Shard End, Birmingham

The Andicaps in 1963

Jeff Lynne guitar (left in 1965)
Rob Reader bass guitar (left in 1964)
Dave Walsh drums (left in 1964)
Dave Watson guitar
John Kerton
lead vocal (joined in 1964)
Kevin “Kex” Gorin drums (joined in 1964)
Dave Merrick bass guitar (joined 1964 – left 1966)
William Watson harmonica (joined 1964 – left 1965)
Jake Commander guitar (joined in 1965)
Malcolm Garner bass guitar (joined in 1966)
Mike Heard lead guitar (joined in 1966)

The Andicaps were formed in early 1963 by four teenagers
who lived in the Shard End area of Birmingham.
Bass guitarist Robert Reader and drummer David Walsh were both pupils at
Alderlea Boys Secondary School.
The guitarists David Watson and Jeffrey Lynne both lived on Shard End Crescent.

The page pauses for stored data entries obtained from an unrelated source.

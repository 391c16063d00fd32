use tinyc_utils::{render_source_excerpt, SourcePos};

#[derive(Debug, Clone)]
pub enum LexError {
    UnexpectedChar { ch: char, pos: SourcePos },
    UnterminatedString { pos: SourcePos },
    UnterminatedChar { pos: SourcePos },
    InvalidEscape { ch: char, pos: SourcePos },
    EmptyCharLiteral { pos: SourcePos },
}

impl LexError {
    pub fn pos(&self) -> SourcePos {
        match self {
            LexError::UnexpectedChar { pos, .. }
            | LexError::UnterminatedString { pos }
            | LexError::UnterminatedChar { pos }
            | LexError::InvalidEscape { pos, .. }
            | LexError::EmptyCharLiteral { pos } => *pos,
        }
    }

    pub fn render(&self, source: &str) -> String {
        format!("{}\n{}", self, render_source_excerpt(source, self.pos()))
    }
}

impl std::fmt::Display for LexError {
    fn fmt(&self, f: &mut std::fmt::Formatter<'_>) -> std::fmt::Result {
        match self {
            LexError::UnexpectedChar { ch, pos } => {
                write!(f, "{pos}: unexpected character '{ch}'")
            }
            LexError::UnterminatedString { pos } => write!(f, "{pos}: unterminated string literal"),
            LexError::UnterminatedChar { pos } => write!(f, "{pos}: unterminated character literal"),
            LexError::InvalidEscape { ch, pos } => write!(f, "{pos}: invalid escape sequence '\\{ch}'"),
            LexError::EmptyCharLiteral { pos } => write!(f, "{pos}: empty character literal"),
        }
    }
}

impl std::error::Error for LexError {}
use tinyc_ast::Ty;

#[derive(Debug, Clone)]
pub enum CodegenError {
    NotAnLvalue { what: &'static str },
    IncompatibleConversion { from: Ty, to: Ty },
    ConstViolation,
    IncompatiblePointerComparison,
    MemberNotFound { struct_name: String, member: String },
    NotAStruct,
    DerefOfNonPointer,
    DerefOfIncompleteOrVoid,
    NonArithmetic,
    UnknownStruct { name: String },
    MainMissing,
    MainWrongSignature,
    ConstLocalWithoutInitializer { name: String },
    BreakOutsideLoop,
    ContinueOutsideLoop,
    TooManyParams,
    TooManyStructMembers,
    DuplicateHostPrototype { prototype: String },
    MissingReturn { func_name: String },
    HostFunctionMultiCellReturn { func_name: String },
}

impl std::fmt::Display for CodegenError {
    fn fmt(&self, f: &mut std::fmt::Formatter<'_>) -> std::fmt::Result {
        match self {
            CodegenError::NotAnLvalue { what } => write!(f, "expected an lvalue, found {what}"),
            CodegenError::IncompatibleConversion { from, to } => {
                write!(f, "cannot convert {from:?} to {to:?}")
            }
            CodegenError::ConstViolation => write!(f, "assignment through a const-qualified pointer"),
            CodegenError::IncompatiblePointerComparison => write!(f, "incompatible pointer types compared"),
            CodegenError::MemberNotFound { struct_name, member } => {
                write!(f, "struct {struct_name} has no member '{member}'")
            }
            CodegenError::NotAStruct => write!(f, "member access on a non-struct value"),
            CodegenError::DerefOfNonPointer => write!(f, "dereferencing a non-pointer value"),
            CodegenError::DerefOfIncompleteOrVoid => write!(f, "dereferencing an incomplete or void type"),
            CodegenError::NonArithmetic => write!(f, "operand is not an arithmetic type"),
            CodegenError::UnknownStruct { name } => write!(f, "struct '{name}' is never defined"),
            CodegenError::MainMissing => write!(f, "no 'main' function defined"),
            CodegenError::MainWrongSignature => write!(f, "'main' must be declared as 'void main()'"),
            CodegenError::ConstLocalWithoutInitializer { name } => {
                write!(f, "const local '{name}' must have an initializer")
            }
            CodegenError::BreakOutsideLoop => write!(f, "'break' outside a loop"),
            CodegenError::ContinueOutsideLoop => write!(f, "'continue' outside a loop"),
            CodegenError::TooManyParams => write!(f, "function exceeds the maximum parameter count"),
            CodegenError::TooManyStructMembers => write!(f, "struct exceeds the maximum member count"),
            CodegenError::DuplicateHostPrototype { prototype } => {
                write!(f, "duplicate host prototype hash for '{prototype}'")
            }
            CodegenError::MissingReturn { func_name } => {
                write!(f, "function '{func_name}' does not return a value on every path")
            }
            CodegenError::HostFunctionMultiCellReturn { func_name } => {
                write!(f, "host function '{func_name}' returns a struct larger than one cell")
            }
        }
    }
}

impl std::error::Error for CodegenError {}
use tinyc_utils::Idx;

macro_rules! new_id {
    ($name:ident) => {
        #[derive(Debug, Clone, Copy, PartialEq, Eq, Hash, PartialOrd, Ord)]
        pub struct $name(usize);

        impl Idx for $name {
            fn new(idx: usize) -> Self {
                $name(idx)
            }

            fn idx(&self) -> usize {
                self.0
            }

            fn incr(&mut self) {
                self.0 += 1;
            }

            fn incr_by(&mut self, by: usize) {
                self.0 += by;
            }
        }
    };
}

new_id!(StructId);
new_id!(FuncId);
new_id!(GlobalId);
new_id!(Local);
pub mod decl;
pub mod expr;
pub mod ids;
pub mod layout;
pub mod stmt;
pub mod ty;
pub mod ty_fmt;

pub use decl::{FuncDecl, FuncOrigin, GlobalDecl, LocalInfo, Param, StructDef, StructMember};
pub use expr::{AssignOp, BinOp, Expr, Literal, UnOp};
pub use ids::{FuncId, GlobalId, Local, StructId};
pub use stmt::{Block, Stmt, VarDecl};
pub use ty::{arithmetic_type, BasicKind, Ty};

Jeff Lynne was born in Birmingham on December 30, 1947
and lived with his parents in a council house at 368 Shard End Crescent.
While a schoolboy, Jeff went to a Del Shannon concert at Birmingham Town Hall
and was so impressed, that joining a band became his main ambition.
Roy Orbison was another early influence on the young Jeff Lynne as well as
Chuck Berry, The Shadows and later of course, The Beatles.
Jeff’s natural talent for music enabled him to master the piano and guitar
and he spent many hours practicing in the front room of his parents house
as well as making recordings and experimenting using an old tape recorder.
This early experience in home recording would prove valuable later in his career.

Jeff Lynne

Jeff, Rob and Dave first got together playing Spanish guitars before purchasing cheap electric instruments.
What the line-up lacked in financial resources, they certainly made up for in enthusiasm.
The band was originally called “The Rockin’ Hellcats” but Dave Walsh
(who had only a drummer’s practice pad) had to save up for a set of drums
which resulted in his idea to re-name the group “The Handicaps”.
This was wisely amended to “The Andicaps” and so avoid offending those with a physical disability.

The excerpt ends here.